Thursday, July 30, 2009

The Hardest Logic Puzzle Ever

The Hardest Logic Puzzle Ever came up recently in a Metafilter post, but it linked to a site that gave a very poor explanation of the puzzle and no credit to the original author, Raymond Smullyan (creator of the logic puzzles involving people who always tell the truth and people who always lie).

George Boolos wrote up a nice description of the Hardest Logic Puzzle Ever, including clarifications and breaking the puzzle down into more manageable sub-puzzles. The puzzle goes a step beyond the liars and truthtellers by introducing a third entity: someone who just gives random responses. And they all speak in some completely foreign language. If you solve the whole thing, you can claim that you solved the Hardest Logic Puzzle Ever! It is a bit of a project and benefits from contemplation. It's one of my more memorable puzzle experiences.

George Boolos also once gave a short talk on Gödel's second incompleteness theorem, using only one-syllable words. The text is available here in PDF.

And Smullyan does more than just make puzzles! He is a professor of philosophy at Indiana University and has done important work on extending the applicability of Gödel's incompleteness theorems.

Tuesday, July 07, 2009

How I found Ian Shoales

I remember sitting in a parking lot, waiting for some unrelated event, listening to this little snippet of audio over and over, trying to extract enough of the words that I could figure out what to Google to determine the source. The guy was talking really fast and the other stuff on the cassette seemed to be taped off of the radio... Was it a radio program? The words could have been ungooglable.

I had found this cassette in a box with a bunch of discarded tapes and CDs, left behind by whoever had previously been working in my room.

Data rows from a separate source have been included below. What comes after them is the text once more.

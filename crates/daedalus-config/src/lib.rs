//! Typed configuration for Daedalus.
//!
//! - TOML and JSON files, merged over defaults key by key
//! - `PREFIX__SECTION__KEY` environment overrides and `.env` files
//! - Strict parsing: unknown fields are errors
//!
//! ```toml
//! service_name = "pets"
//!
//! [logging]
//! enabled = true
//! level = "info"
//! format = "json"
//! ansi_enabled = false
//!
//! [metrics]
//! enabled = true
//!
//! [schema]
//! coerce_types = true
//! use_defaults = true
//!
//! [pipeline]
//! expose_error_details = false
//! ```
//!
//! ```no_run
//! use daedalus_config::ConfigLoader;
//!
//! # fn main() -> Result<(), daedalus_config::ConfigError> {
//! let config = ConfigLoader::new()
//!     .with_defaults()
//!     .with_optional_file("daedalus.toml")?
//!     .with_dotenv()?
//!     .with_env_prefix("DAEDALUS")
//!     .load()?;
//! # let _ = config;
//! # Ok(())
//! # }
//! ```

#![doc(html_root_url = "https://docs.rs/daedalus-config/0.1.0")]
#![warn(missing_docs)]
#![forbid(unsafe_code)]

mod config;
mod error;
mod loader;
mod schema;

pub use config::DaedalusConfig;
pub use daedalus_telemetry::LogFormat;
pub use error::ConfigError;
pub use loader::ConfigLoader;
pub use schema::{LoggingSection, MetricsSection, PipelineSection, SchemaSection};
//! Request body selection and validation.

use crate::middleware::{Middleware, Next, StepResult};
use crate::pipeline::FactoryContext;
use daedalus_core::{
    media_type, BoxFuture, BuildError, PipelineError, PipelineResult, RequestContext,
    RequestDataKey,
};
use daedalus_schema::{ProcessError, ValueProcessor};
use daedalus_telemetry::metrics::record_validation_failure;
use indexmap::IndexMap;
use serde_json::Value;
use tracing::{debug, trace};

enum BodyMode {
    /// No `requestBody` declared: store whatever was sent.
    PassThrough,
    Declared {
        required: bool,
        processors: IndexMap<String, ValueProcessor>,
    },
}

/// Stage 3: validates the request body against the schema of the best
/// matching declared media type.
///
/// The processed body is stored under [`RequestDataKey::Body`].
pub struct BodyStage {
    mode: BodyMode,
}

impl BodyStage {
    /// Resolves and compiles the schema of every declared media type.
    pub fn build(factory: &FactoryContext<'_>) -> Result<Self, BuildError> {
        let Some(body) = factory.operation().request_body() else {
            return Ok(Self {
                mode: BodyMode::PassThrough,
            });
        };

        let mut processors = IndexMap::with_capacity(body.content.len());
        for (content_type, media) in &body.content {
            let processor = match &media.schema {
                None => ValueProcessor::identity(),
                Some(schema) => {
                    let resolved = factory.resolve_schema(schema).ok_or_else(|| {
                        BuildError::UnresolvedBodySchema {
                            operation: factory.operation_name(),
                            content_type: content_type.clone(),
                        }
                    })?;
                    factory
                        .compile(resolved)
                        .map_err(|source| BuildError::BodySchema {
                            operation: factory.operation_name(),
                            content_type: content_type.clone(),
                            source: Box::new(source),
                        })?
                }
            };
            processors.insert(content_type.clone(), processor);
        }

        Ok(Self {
            mode: BodyMode::Declared {
                required: body.required,
                processors,
            },
        })
    }

    /// Zero bytes, or only whitespace for a JSON body.
    fn is_empty(ctx: &RequestContext) -> bool {
        let body = ctx.raw_body_bytes();
        body.is_empty()
            || (ctx.content_type().is_some_and(media_type::is_json)
                && body.iter().all(u8::is_ascii_whitespace))
    }

    fn extract(
        ctx: &RequestContext,
        required: bool,
        processors: &IndexMap<String, ValueProcessor>,
    ) -> PipelineResult<Option<Value>> {
        if Self::is_empty(ctx) {
            if required {
                return Err(PipelineError::bad_request("Request body is required."));
            }
            return Ok(None);
        }

        if processors.is_empty() {
            return ctx.raw_body();
        }

        let content_type = ctx.content_type().unwrap_or_default();
        let Some((matched, processor)) = media_type::pick(content_type, processors) else {
            if content_type.trim().is_empty() {
                return Err(PipelineError::bad_request(
                    "The Content-Type header is required.",
                ));
            }
            let supported: Vec<&str> = processors.keys().map(String::as_str).collect();
            return Err(PipelineError::bad_request(format!(
                "Request body content type {content_type} is not supported.  Supported content types: {}",
                supported.join(", ")
            )));
        };
        trace!(content_type = matched, "request body media type selected");

        let Some(raw) = ctx.raw_body()? else {
            return Ok(None);
        };
        match processor.process(raw) {
            Ok(value) => Ok(Some(value)),
            Err(ProcessError::Validation(failure)) => {
                record_validation_failure(&ctx.operation().display_name(), "body");
                debug!(content_type = matched, error = %failure, "request body invalid");
                Err(PipelineError::bad_request(format!(
                    "Invalid request body: {failure}"
                )))
            }
            Err(ProcessError::Other(source)) => Err(PipelineError::internal_with_source(
                "Failed to process request body.",
                source,
            )),
        }
    }
}

impl Middleware for BodyStage {
    fn name(&self) -> &'static str {
        "body"
    }

    fn process<'a>(
        &'a self,
        ctx: &'a mut RequestContext,
        next: Next<'a>,
    ) -> BoxFuture<'a, StepResult> {
        Box::pin(async move {
            let body = match &self.mode {
                BodyMode::PassThrough => ctx.raw_body()?,
                BodyMode::Declared {
                    required,
                    processors,
                } => Self::extract(ctx, *required, processors)?,
            };
            ctx.set_request_data(RequestDataKey::Body, body);
            next.run(ctx).await
        })
    }
}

None of it was as tantalizing as this.

It featured someone named Ian in an office fencing with his secretary and spouting diatribes and sardonic top-ten lists before being accosted surreally by an inflating fat man satirizing the stereotypical James Bond (or Dashiell Hammett) villain, complete with henchmen.

I googled my transcriptions and came up with nothing. Then I tried [ian radio monologue -laura] on Google Groups, which turned up a reference to an Ian Shoales and Duck's Breath Mystery Theatre on NPR.

Ian Shoales: Think of him as kind of like Oscar the Grouch, only less muppety and on speed. He is a parody of a critic. Not unlike Stephen Colbert.

He has a web site and his alter ego, Merle Kessler, regularly posts to a blog.

Here is one of his self-introductions:
Hi, I'm Ian Shoales, the-semi-eminent, acerbic social critic. Perhaps you've heard of me. Perhaps you've noticed my hardhitting commentaries on "All Things Considered" and "Nightline," or in USA Today? My trademark, "I gotta go"? That Ian Shoales? Is my name a word in your household? When you see the crossword puzzle clue "bitter, negative, cynical," do you write "Shoalesian" in the boxes, whether it fits or not? I know I do.
Ian on the concept of the state lottery: "Luck gets a bureaucracy."

"I don't like people who speak French in public places. This includes the French."

Ian Shoales on ... himself again:
I admit it freely -- I'm not a positive thinker. On Star Trek, the beautiful alien with the green hair and the taut belly would always say to Captain Kirk, "Oh one called Jim, what is this thing you call a kiss?" If that alien were here today (and in my Perfect World, believe me, she would be), she would gaze at me lovingly and say, "Oh one called Ian, what is this thing you call a sneer?" That's the kind of guy I am. Captain Kirk and I both want the same thing: the whole-hearted devotion of a naive alien. And if certain things stand in our way -- Klingons for Kirk, reality for me -- well, we just have to suck in our guts, set the phasers on Stun, and hope for the best.
Ian Shoales on Twitter:
Posts traditionally have been things like "I'm drinking coffee!" or "A bird flew by!" or "I just shot my parents!". These posts are called tweets. Users of Twitter call each other Tweeple. And haters of Twitter are called Twaitors. It's all a little too *smurfish* for me.
Ian can be heard on KQED (which fortunately has streaming audio), Saturdays and Sundays at around 5:35am.